Si, dans The Last Execution, je l'ai appelé Franz Walter, c'est parce que je voulais que le fait qu’il y a évidemment dans le film des passages romancés soit bien clair. Il y a, par exemple, des ellipses temporelles qui nous permettent de nous concentrer sur les aspects essentiels de sa vie. Tout ne peut pas non plus être éclairé par des recherches. Ce qui m'intéressait, c'était la vie intérieure de Franz, or on ne peut que présumer ce que quelqu’un ressent vraiment. J’ai essayé de me rapprocher de lui autant que possible.

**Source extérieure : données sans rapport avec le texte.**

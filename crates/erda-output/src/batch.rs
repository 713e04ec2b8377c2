// Copyright 2023-Present Datadog, Inc. https://www.datadoghq.com/
// SPDX-License-Identifier: Apache-2.0

//! Micro-batching of log events with count, size and timeout flush triggers.
//!
//! # Triggers
//!
//! Every [`BatchEngine::submit`] buffers the event and then checks, in order:
//! 1. **Count**: the buffer holds `event_limit` events
//! 2. **Size**: buffered content bytes reached `content_limit_bytes`
//! 3. Otherwise, if no timer is armed, a one-shot timer is armed for
//!    `trigger_timeout` starting now
//!
//! Count and size flushes run synchronously inside `submit` and their
//! delivery error is returned to the caller. A timer flush ships whatever is
//! buffered when it fires (possibly nothing) and disarms itself; its errors
//! are logged since nobody is waiting on it. The next `submit` that finds no
//! armed timer arms a new one, so an idle stream produces no flushes at all.
//!
//! # Locking
//!
//! All engine state sits behind one async mutex. Submits, timer fires and
//! explicit flushes hold it for their whole critical section, including
//! serialization, compression and delivery. A flush therefore always observes
//! a consistent buffer and two flushes can never ship the same events.
//!
//! # Failure
//!
//! The buffer is reset after every flush whatever the delivery outcome. Retry
//! belongs to whoever called `submit`.

use std::fmt;
use std::sync::{Arc, Weak};
use std::time::Duration;

use tokio::sync::Mutex;
use tokio_util::sync::CancellationToken;
use tracing::{debug, error, Instrument};

use crate::compressor::{CompressionLevel, Compressor, MAX_COMPRESSION_LEVEL};
use crate::errors::{ConfigError, FlushError};
use crate::event::{LogEvent, Source};
use crate::sender::RemoteSender;

/// Upper bound on the event slots reserved up front.
const MAX_PREALLOCATED_EVENTS: usize = 10_000;

#[derive(Debug, Clone, PartialEq, Eq)]
pub struct BatchConfig {
    /// Maximum events per batch.
    pub event_limit: usize,
    /// Longest time an event waits in a partially filled batch.
    pub trigger_timeout: Duration,
    /// Maximum cumulative content bytes per batch. `usize::MAX` means unbounded.
    pub content_limit_bytes: usize,
    /// gzip level, 0 disables compression.
    pub compression_level: CompressionLevel,
}

impl BatchConfig {
    pub fn validate(&self) -> Result<(), ConfigError> {
        if self.event_limit == 0 {
            return Err(ConfigError::Invalid {
                field: "batch_event_limit",
                reason: "must be greater than 0".to_string(),
            });
        }
        if self.trigger_timeout.is_zero() {
            return Err(ConfigError::Invalid {
                field: "batch_trigger_timeout",
                reason: "must be greater than 0".to_string(),
            });
        }
        if self.content_limit_bytes == 0 {
            return Err(ConfigError::Invalid {
                field: "batch_event_content_limit_bytes",
                reason: "must be greater than 0".to_string(),
            });
        }
        if self.compression_level > MAX_COMPRESSION_LEVEL {
            return Err(ConfigError::Invalid {
                field: "compress_level",
                reason: format!("must be between 0 and {MAX_COMPRESSION_LEVEL}"),
            });
        }
        Ok(())
    }
}

/// Why a flush happened.
#[derive(Debug, Clone, Copy, PartialEq, Eq)]
pub enum FlushTrigger {
    Count,
    Size,
    Timeout,
    Manual,
}

impl fmt::Display for FlushTrigger {
    fn fmt(&self, f: &mut fmt::Formatter<'_>) -> fmt::Result {
        let name = match self {
            FlushTrigger::Count => "count",
            FlushTrigger::Size => "size",
            FlushTrigger::Timeout => "timeout",
            FlushTrigger::Manual => "manual",
        };
        f.write_str(name)
    }
}

/// Snapshot of an engine's buffer counters.
#[derive(Debug, Clone, Copy, PartialEq, Eq)]
pub struct BatchStats {
    pub count: usize,
    pub content_bytes: usize,
    pub timer_active: bool,
}

struct State {
    buffer: Vec<LogEvent>,
    content_bytes: usize,
    timer_active: bool,
    serialized: Vec<u8>,
    compressor: Compressor,
}

struct Inner {
    source: Source,
    config: BatchConfig,
    sender: Arc<dyn RemoteSender>,
    state: Mutex<State>,
    cancel: CancellationToken,
}

impl Drop for Inner {
    fn drop(&mut self) {
        self.cancel.cancel();
    }
}

/// Buffers events for one logical stream and ships them in batches.
///
/// Timers hold only a weak reference, so dropping the engine cancels any
/// pending timer and abandons whatever is still buffered.
pub struct BatchEngine {
    inner: Arc<Inner>,
}

impl BatchEngine {
    pub fn new(
        source: Source,
        config: BatchConfig,
        sender: Arc<dyn RemoteSender>,
    ) -> Result<Self, ConfigError> {
        config.validate()?;
        let compressor = Compressor::new(config.compression_level);

        let state = State {
            buffer: Vec::with_capacity(config.event_limit.min(MAX_PREALLOCATED_EVENTS)),
            content_bytes: 0,
            timer_active: false,
            serialized: Vec::new(),
            compressor,
        };

        Ok(BatchEngine {
            inner: Arc::new(Inner {
                source,
                config,
                sender,
                state: Mutex::new(state),
                cancel: CancellationToken::new(),
            }),
        })
    }

    #[must_use]
    pub fn source(&self) -> Source {
        self.inner.source
    }

    #[must_use]
    pub fn config(&self) -> &BatchConfig {
        &self.inner.config
    }

    /// Buffers `event`, flushing synchronously if the count or size trigger fires.
    ///
    /// Returns an error only when a triggered flush failed. The flushed events
    /// are dropped in that case.
    pub async fn submit(&self, event: LogEvent) -> Result<(), FlushError> {
        let inner = &self.inner;
        let mut state = inner.state.lock().await;

        state.content_bytes = state.content_bytes.saturating_add(event.content_size());
        state.buffer.push(event);

        if state.buffer.len() >= inner.config.event_limit {
            return inner.flush_locked(&mut state, FlushTrigger::Count).await;
        }
        if state.content_bytes >= inner.config.content_limit_bytes {
            return inner.flush_locked(&mut state, FlushTrigger::Size).await;
        }

        if !state.timer_active {
            state.timer_active = true;
            self.arm_timer();
        }
        Ok(())
    }

    /// Ships everything buffered right now. A no-op on an empty buffer.
    ///
    /// Engines never flush on their own at teardown; callers that want
    /// buffered events delivered must call this first.
    pub async fn flush(&self) -> Result<(), FlushError> {
        let mut state = self.inner.state.lock().await;
        self.inner
            .flush_locked(&mut state, FlushTrigger::Manual)
            .await
    }

    pub async fn stats(&self) -> BatchStats {
        let state = self.inner.state.lock().await;
        BatchStats {
            count: state.buffer.len(),
            content_bytes: state.content_bytes,
            timer_active: state.timer_active,
        }
    }

    /// Cancels the pending timer, if any. Buffered events are not flushed.
    pub fn shutdown(&self) {
        self.inner.cancel.cancel();
    }

    #[must_use]
    pub fn is_shutdown(&self) -> bool {
        self.inner.cancel.is_cancelled()
    }

    fn arm_timer(&self) {
        let inner: Weak<Inner> = Arc::downgrade(&self.inner);
        let cancel = self.inner.cancel.clone();
        let timeout = self.inner.config.trigger_timeout;

        let timer = async move {
            tokio::select! {
                () = cancel.cancelled() => {}
                () = tokio::time::sleep(timeout) => {
                    if let Some(inner) = inner.upgrade() {
                        inner.on_timer().await;
                    }
                }
            }
        };
        tokio::spawn(timer.instrument(tracing::Span::current()));
    }
}

impl Inner {
    async fn on_timer(&self) {
        let mut state = self.state.lock().await;
        state.timer_active = false;

        if let Err(e) = self.flush_locked(&mut state, FlushTrigger::Timeout).await {
            error!("Failed to flush {} batch on timeout: {e}", self.source);
        }
    }

    async fn flush_locked(&self, state: &mut State, trigger: FlushTrigger) -> Result<(), FlushError> {
        if state.buffer.is_empty() {
            debug!("Nothing to flush for {} on {trigger}", self.source);
            return Ok(());
        }

        let result = self.ship(state, trigger).await;

        state.buffer.clear();
        state.content_bytes = 0;
        result
    }

    /// serialize -> compress -> deliver
    async fn ship(&self, state: &mut State, trigger: FlushTrigger) -> Result<(), FlushError> {
        let State {
            buffer,
            serialized,
            compressor,
            ..
        } = state;

        serialized.clear();
        serde_json::to_writer(&mut *serialized, &*buffer)?;

        compressor.reset();
        let payload = compressor
            .compress(serialized)
            .map_err(FlushError::Compress)?;

        debug!(
            "Flushing {} {} events ({} bytes, {} on the wire) on {trigger}",
            buffer.len(),
            self.source,
            serialized.len(),
            payload.len()
        );

        self.sender.deliver(payload).await?;
        Ok(())
    }
}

D’un point de vue social et psychologique, pensez-vous qu'il est important que le cinéma explore les histoires du passé qui n'ont pas encore été dites ?
À mon avis, c’est extrêmement important : la connaissance du passé est importante pour que nous comprenions le présent et anticipions un possible futur. J’ai passé plusieurs années à faire des recherches pour ce film, et ce faisant, j’ai découvert une multitude d’histoires qui nous apprennent énormément de choses sur le comportement d’un individu dans un tel système politique, et sur l’abus de pouvoir qu’un système politique peut engendrer chez un individu. Il est important que nous parlions du passé entre nous. Le cinéma est un lieu où l’on vit une expérience collective. Lors de ma tournée des cinémas en Allemagne, après la séance, les conversations duraient généralement deux heures au lieu des 20 minutes prévues. Tout récemment, au Festival de Transylvanie, j’ai aussi senti à quel point le besoin de cet échange était grand.

Avec la distance sécurisante du présent, il est si facile de condamner catégoriquement et sans ambiguïté ceux qui ont fait des compromis dans le passé. Est-ce que vous jugez votre personnage principal ?
Je voulais faire un film qui soit entièrement raconté du point de vue d’un seul être humain. Je dois être capable de comprendre pourquoi il a choisi cette voie. C'est la condition pour pouvoir en tirer un enseignement pour moi-même. Si je juge et condamne, je reste à l’extérieur. Je n’ai pas à approuver tout ce qu’il fait, mais je dois être capable de le comprendre.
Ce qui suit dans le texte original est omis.